Using the string "bool" as the key, pull each matching line out of the records below.

─── INFORMATION SUPPLIED ───

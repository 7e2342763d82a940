use std::collections::HashSet;
use thiserror::Error;

use crate::pr::FileChange;

#[derive(Debug, Error, PartialEq, Eq)]
pub enum SelectionError {
    #[error("File is not part of this pull request: {0}")]
    UnknownFile(String),
}

/// The set of filenames chosen for checkout.
#[derive(Debug, Clone, Default, PartialEq, Eq)]
pub struct Selection {
    names: HashSet<String>,
}

impl Selection {
    pub fn new() -> Self {
        Self::default()
    }

    /// Every file of the pull request.
    pub fn all(files: &[FileChange]) -> Self {
        Self {
            names: files.iter().map(|f| f.filename.clone()).collect(),
        }
    }

    /// Select the given names, rejecting any that the pull request does not contain.
    pub fn from_names<I, S>(files: &[FileChange], names: I) -> Result<Self, SelectionError>
    where
        I: IntoIterator<Item = S>,
        S: Into<String>,
    {
        let mut selection = Self::new();
        for name in names {
            let name = name.into();
            if !files.iter().any(|f| f.filename == name) {
                return Err(SelectionError::UnknownFile(name));
            }
            selection.insert(name);
        }
        Ok(selection)
    }

    pub fn insert(&mut self, name: impl Into<String>) -> bool {
        self.names.insert(name.into())
    }

    pub fn remove(&mut self, name: &str) -> bool {
        self.names.remove(name)
    }

    pub fn contains(&self, name: &str) -> bool {
        self.names.contains(name)
    }

    pub fn len(&self) -> usize {
        self.names.len()
    }

    pub fn is_empty(&self) -> bool {
        self.names.is_empty()
    }
}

───

RESULT OF THE TASK »
    pub fn insert(&mut self, name: impl Into<String>) -> bool {
    pub fn remove(&mut self, name: &str) -> bool {
    pub fn contains(&self, name: &str) -> bool {
    pub fn is_empty(&self) -> bool {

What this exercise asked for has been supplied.